In Her Skin Trailer: Sam Neill and Guy Pearce Finally do a Lifetime Movie

Every now and then a trailer comes along and offers a glimpse of a movie you had no idea you wanted to see, if only because you wouldn't have thought it could exist in a million years. Case in point: the trailer for this Australian thriller In Her Skin. Until now, I had no idea that there was any hope of getting a Lifetime movie starring Guy Pearce and Sam Neill. But here we are!

Just like Lifetime movies, this one is based on a true story - in this case about a beautiful 15 year-old girl who gets kidnapped and murdered by a jealous, disturbed and less-beautiful 15-year-old girl. The beginning of the trailer shows a few shallow glimpses of style and convoluted symbolism with a prolonged shot of the pretty one dancing around in a bright blue cape. By the end, we're looking at the disturbed girl's notebooks, which have phrases like "I hate myself" scrawled all over them in terrible handwriting. If not for the pedigree involved here, I would totally mistake this trailer for a movie-of-the week and not a supposedly-prestigious foreign film that IFC picked up for release.

But let's talk about the pedigree! Guy Pearce and Sam Neill! Those guys are great! I honestly consider watching movies with even one of those actors regardless of how terrible it looks. Put them in a movie together as two dads trying to pick up the pieces of their daughters' involvement in a murder and I'm totally in.

I suppose there's a chance that the trailer is misleading and this movie is actually poignant somehow. If so, bonus! But even if the trailer is dead on, recent experience has taught that we can learn a lot even from Lifetime movies. Surely, the wisdom will only deepen with guys like Pearce and Neill front and center.

Verdict: Sold.



Comments

  • roy says:

    Your surprise is presumably symptomatic of not having seen many Australian films. They are almost universally terrible and are financed by the government to meet production quotas - not to make money or attract audiences. Occasionally a halfway decent one will miraculously slip through the cracks, which gives the impression internationally that the Australian film market operates like any other where quality is the imperative. This is an illusion. This movie doesn't look like a Lifetime movie. It just looks like an Australian movie.

  • Brian Clark says:

    Hey, thanks for the info! That doesn't really surprise me. In France, I've been seeing the new French movies that don't make it to the U.S. and most of them are rough.
    My surprise here stemmed from the fact that it's actually getting a U.S. release and as far as I can tell, the cast is great.

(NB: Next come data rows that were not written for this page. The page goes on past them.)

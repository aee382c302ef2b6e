use std::path::Path;
use std::sync::atomic::{AtomicBool, AtomicUsize, Ordering};
use std::time::Duration;

use colored::Colorize;

use crate::namer::types::{Outcome, SkipReason};

/// Run counters shared between the worker and the front end.
///
/// Only the worker writes, the front end polls [`SharedStats::snapshot`].
#[derive(Debug, Default)]
pub struct SharedStats {
    total: AtomicUsize,
    processed: AtomicUsize,
    succeeded: AtomicUsize,
    skip_no_number: AtomicUsize,
    skip_no_set_dir: AtomicUsize,
    skip_empty_set: AtomicUsize,
    skip_no_quality_tag: AtomicUsize,
    skip_cancelled: AtomicUsize,
    transfer_errors: AtomicUsize,
    missing_after_ok: AtomicUsize,
    done: AtomicBool,
}

/// Point-in-time copy of [`SharedStats`].
#[derive(Debug, Default, Clone, Copy, PartialEq, Eq)]
pub struct RunStats {
    pub total: usize,
    pub processed: usize,
    pub succeeded: usize,
    pub skip_no_number: usize,
    pub skip_no_set_dir: usize,
    pub skip_empty_set: usize,
    pub skip_no_quality_tag: usize,
    pub skip_cancelled: usize,
    pub transfer_errors: usize,
    pub missing_after_ok: usize,
    pub done: bool,
}

impl SharedStats {
    #[must_use]
    pub fn new(total: usize) -> Self {
        Self {
            total: AtomicUsize::new(total),
            ..Self::default()
        }
    }

    /// Count one finished record.
    pub fn record(&self, outcome: &Outcome) {
        let counter = match outcome {
            Outcome::Transferred { .. } => &self.succeeded,
            Outcome::Skipped(reason) => match reason {
                SkipReason::NoNumber => &self.skip_no_number,
                SkipReason::NoSetDir => &self.skip_no_set_dir,
                SkipReason::EmptySet { .. } => &self.skip_empty_set,
                SkipReason::NoQualityTag => &self.skip_no_quality_tag,
                SkipReason::Cancelled => &self.skip_cancelled,
            },
            Outcome::Failed { .. } => &self.transfer_errors,
        };
        counter.fetch_add(1, Ordering::Relaxed);
        self.processed.fetch_add(1, Ordering::Release);
    }

    pub fn set_missing_after_ok(&self, count: usize) {
        self.missing_after_ok.store(count, Ordering::Relaxed);
    }

    /// Flip the done flag. Calling it again has no effect.
    pub fn mark_done(&self) {
        self.done.store(true, Ordering::SeqCst);
    }

    #[must_use]
    pub fn is_done(&self) -> bool {
        self.done.load(Ordering::SeqCst)
    }

    #[must_use]
    pub fn processed(&self) -> usize {
        self.processed.load(Ordering::Acquire)
    }

    #[must_use]
    pub fn total(&self) -> usize {
        self.total.load(Ordering::Relaxed)
    }

    #[must_use]
    pub fn snapshot(&self) -> RunStats {
        let done = self.is_done();
        RunStats {
            total: self.total(),
            processed: self.processed(),
            succeeded: self.succeeded.load(Ordering::Relaxed),
            skip_no_number: self.skip_no_number.load(Ordering::Relaxed),
            skip_no_set_dir: self.skip_no_set_dir.load(Ordering::Relaxed),
            skip_empty_set: self.skip_empty_set.load(Ordering::Relaxed),
            skip_no_quality_tag: self.skip_no_quality_tag.load(Ordering::Relaxed),
            skip_cancelled: self.skip_cancelled.load(Ordering::Relaxed),
            transfer_errors: self.transfer_errors.load(Ordering::Relaxed),
            missing_after_ok: self.missing_after_ok.load(Ordering::Relaxed),
            done,
        }
    }
}

impl RunStats {
    /// Records skipped for any reason. Transfer errors are not included.
    #[must_use]
    pub const fn skipped(&self) -> usize {
        self.skip_no_number + self.skip_no_set_dir + self.skip_empty_set + self.skip_no_quality_tag + self.skip_cancelled
    }

    pub fn print_summary(&self, elapsed: Duration, manifest: Option<&Path>) {
        println!("{}", "\n--- Namer Summary ---".bold().magenta());
        println!("Succeeded:              {}/{}", self.succeeded.to_string().green(), self.total);
        println!("Skipped:                {}", self.skipped());
        if self.skipped() > 0 {
            println!("  - No number:          {}", self.skip_no_number);
            println!("  - No set folder:      {}", self.skip_no_set_dir);
            println!("  - Empty set folder:   {}", self.skip_empty_set);
            println!("  - No quality tag:     {}", self.skip_no_quality_tag);
            if self.skip_cancelled > 0 {
                println!("  - Cancelled:          {}", self.skip_cancelled);
            }
        }
        println!(
            "Transfer errors:        {}",
            if self.transfer_errors > 0 {
                self.transfer_errors.to_string().red()
            } else {
                "0".normal()
            }
        );
        if self.missing_after_ok > 0 {
            println!("Missing after OK:       {}", self.missing_after_ok.to_string().red());
        }
        match manifest {
            Some(path) => println!("Manifest:               {}", path.display()),
            None => println!("Manifest:               {}", "not written".yellow()),
        }
        println!("Total time:             {}", crate::format_duration(elapsed));
    }
}

#[cfg(test)]
mod stats_tests {
    use super::*;

    use std::path::PathBuf;

    use crate::namer::types::TransferAction;

    #[test]
    fn record_counts_each_outcome_once() {
        let stats = SharedStats::new(5);
        stats.record(&Outcome::Transferred {
            destination: PathBuf::from("a"),
            action: TransferAction::Moved,
        });
        stats.record(&Outcome::Skipped(SkipReason::NoNumber));
        stats.record(&Outcome::Skipped(SkipReason::EmptySet { samples: Vec::new() }));
        stats.record(&Outcome::Skipped(SkipReason::Cancelled));
        stats.record(&Outcome::Failed {
            destination: PathBuf::from("b"),
            error: "boom".to_string(),
        });

        let snapshot = stats.snapshot();
        assert_eq!(snapshot.total, 5);
        assert_eq!(snapshot.processed, 5);
        assert_eq!(snapshot.succeeded, 1);
        assert_eq!(snapshot.skip_no_number, 1);
        assert_eq!(snapshot.skip_empty_set, 1);
        assert_eq!(snapshot.skip_cancelled, 1);
        assert_eq!(snapshot.transfer_errors, 1);
        assert_eq!(snapshot.skipped(), 3);
        assert!(!snapshot.done);
    }

    #[test]
    fn done_flag_flips_once() {
        let stats = SharedStats::new(0);
        assert!(!stats.is_done());
        stats.mark_done();
        stats.mark_done();
        assert!(stats.is_done());
        assert!(stats.snapshot().done);
    }
}
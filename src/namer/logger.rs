use std::fs::{self, File, OpenOptions};
use std::io::{BufWriter, Write};
use std::path::{Path, PathBuf};
use std::time::Duration;

use anyhow::{Context, Result};
use chrono::Local;

use crate::namer::config::NamerSettings;
use crate::namer::run::RunPlan;
use crate::namer::stats::RunStats;
use crate::namer::types::Outcome;

/// Simple file logger for a run with buffered writes.
///
/// Write errors are ignored so logging never affects the run itself.
pub struct FileLogger {
    writer: BufWriter<File>,
    path: PathBuf,
}

impl FileLogger {
    /// Create a new file logger, writing to `~/logs/image-namer/namer_<timestamp>.log`
    pub fn new() -> Result<Self> {
        let log_dir = crate::config::log_dir().context("Failed to get home directory")?;
        if !log_dir.exists() {
            fs::create_dir_all(&log_dir).context("Failed to create log directory")?;
        }

        let log_path = log_dir.join(format!("namer_{}.log", Local::now().format("%Y-%m-%d_%H-%M-%S")));
        Self::with_path(log_path)
    }

    /// Create a file logger that appends to the given file.
    pub fn with_path(path: PathBuf) -> Result<Self> {
        let file = OpenOptions::new()
            .create(true)
            .append(true)
            .open(&path)
            .with_context(|| format!("Failed to create log file: {}", path.display()))?;

        Ok(Self {
            writer: BufWriter::new(file),
            path,
        })
    }

    #[must_use]
    pub fn path(&self) -> &Path {
        &self.path
    }

    fn timestamp() -> String {
        Local::now().format("%Y-%m-%d %H:%M:%S").to_string()
    }

    /// Log the resolved run before processing starts
    pub fn log_init(&mut self, plan: &RunPlan, settings: &NamerSettings) {
        let _ = writeln!(
            self.writer,
            "[{}] INIT \"{}\"",
            Self::timestamp(),
            plan.b_date_root().display()
        );
        let _ = writeln!(self.writer, "  run_key: {}", plan.run_key());
        let _ = writeln!(self.writer, "  a_date_root: {}", plan.a_date_root().display());
        let _ = writeln!(self.writer, "  mode: {}", plan.mode());
        let _ = writeln!(self.writer, "  files: {}", plan.total());
        let _ = writeln!(self.writer, "  retry_attempts: {}", settings.transfer.retry_attempts);
        let _ = writeln!(self.writer, "  verify_size: {}", settings.transfer.verify_size);
        let _ = writeln!(self.writer, "  fsync: {}", settings.transfer.fsync);
        let _ = writeln!(self.writer, "  sort: {}", settings.sort);
        let _ = self.writer.flush();
    }

    /// Log a record that was skipped or failed. Successful transfers are only in the manifest.
    pub fn log_outcome(&mut self, source: &Path, outcome: &Outcome) {
        match outcome {
            Outcome::Transferred { .. } => return,
            Outcome::Skipped(reason) => {
                let _ = writeln!(
                    self.writer,
                    "[{}] SKIP    \"{}\" | {reason}",
                    Self::timestamp(),
                    source.display()
                );
            }
            Outcome::Failed { destination, error } => {
                let _ = writeln!(
                    self.writer,
                    "[{}] ERROR   \"{}\" -> \"{}\" | {error}",
                    Self::timestamp(),
                    source.display(),
                    destination.display()
                );
            }
        }
        let _ = self.writer.flush();
    }

    pub fn log_warning(&mut self, message: &str) {
        let _ = writeln!(self.writer, "[{}] WARNING {message}", Self::timestamp());
        let _ = self.writer.flush();
    }

    /// Log final statistics
    pub fn log_stats(&mut self, stats: &RunStats, elapsed: Duration) {
        let _ = writeln!(self.writer, "[{}] STATISTICS", Self::timestamp());
        let _ = writeln!(self.writer, "  Total:            {}", stats.total);
        let _ = writeln!(self.writer, "  Succeeded:        {}", stats.succeeded);
        let _ = writeln!(self.writer, "  Skipped:          {}", stats.skipped());
        if stats.skipped() > 0 {
            let _ = writeln!(self.writer, "    - No number:      {}", stats.skip_no_number);
            let _ = writeln!(self.writer, "    - No set folder:  {}", stats.skip_no_set_dir);
            let _ = writeln!(self.writer, "    - Empty set:      {}", stats.skip_empty_set);
            let _ = writeln!(self.writer, "    - No quality tag: {}", stats.skip_no_quality_tag);
            let _ = writeln!(self.writer, "    - Cancelled:      {}", stats.skip_cancelled);
        }
        let _ = writeln!(self.writer, "  Transfer errors:  {}", stats.transfer_errors);
        let _ = writeln!(self.writer, "  Missing after OK: {}", stats.missing_after_ok);
        let _ = writeln!(self.writer, "  Total time: {}", crate::format_duration(elapsed));
        let _ = writeln!(self.writer, "[{}] END", Self::timestamp());
        let _ = self.writer.flush();
    }
}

  • I think this has some some historical truth to it, but the last few years have yielded an unusually strong crop of Australian films, starting with _The Proposition_ and threading through things like _The Square_, _Beautiful Kate_, _Samson and Delilah_, _Animal Kingdom_ or _Last Ride_. It also gave us the execrable _Bran Nue Dae_, which negates maybe a third of those, but still. Arguably it's better now than it's ever been -- no miracles necessary.

  • Roy says:

    You're sorta proving my point S.T. That's six films in close to a decade.
    Six!
    And two of them (The Square and Animal Kingdon) are from the same group of people. I haven't seen Beauitful Kate but thought it looked like typical Australian crapola, though if you've grown up there you're probably more sensitive to the cliches.

  • Well, to be fair, that's six films in maybe five years, but I hear you. In any case when you talk to guys like David Michod or Glendyn Ivin, they recognize the terrible history and acknowledge ambitions to improve the film culture from within however they can. They're off to a good start! Of course they'll probably be directing comic-book movies by the end of the year, so... (Ultimately, America exports more crap cinema than anyone, right?)

  • Roy says:

    Kind of. The American film industry makes crap with a capitalistic imperative. Movies don't have to be good, but they are expected to make money. For this reason even the bad American movies tend to succeed on at least some level as disposable entertainment. Such a culture produces it's fair share of mediocrity, but it also lavishes budgets and resources on great filmmakers, with a reasonable expectation that they will make a profit.
    Australian films on the other hand (at least those with government funding) are required neither to be good nor profitable, so there is ZERO quality control. Films that qualify for production do so by meeting bureaucratically assigned criteria (like representing a uniquely Australian perspective - thus cliches about living in the bush ad nausea) or as a result of cronyism. All this would be bad enough, but it feeds into a culture where the ambitious, creative people move overseas, leaving the dregs to continue pounding the industry into the ground even further.
    It's a devastating, cyclical nightmare. I welcome filmmakers like Michod, but I despair that others like him (and better) will never get the chance to make a movie. The situation will not improve before the funding bureaucracy is entirely dismantled. The industry has to die before it can be reborn.

  • Craig says:

    Roy, you've got no idea what you're talking about. Australian filmmaking is in a great place at the moment, with the number of great - not good but great - films being produced remarkable. Go and watch Transformers.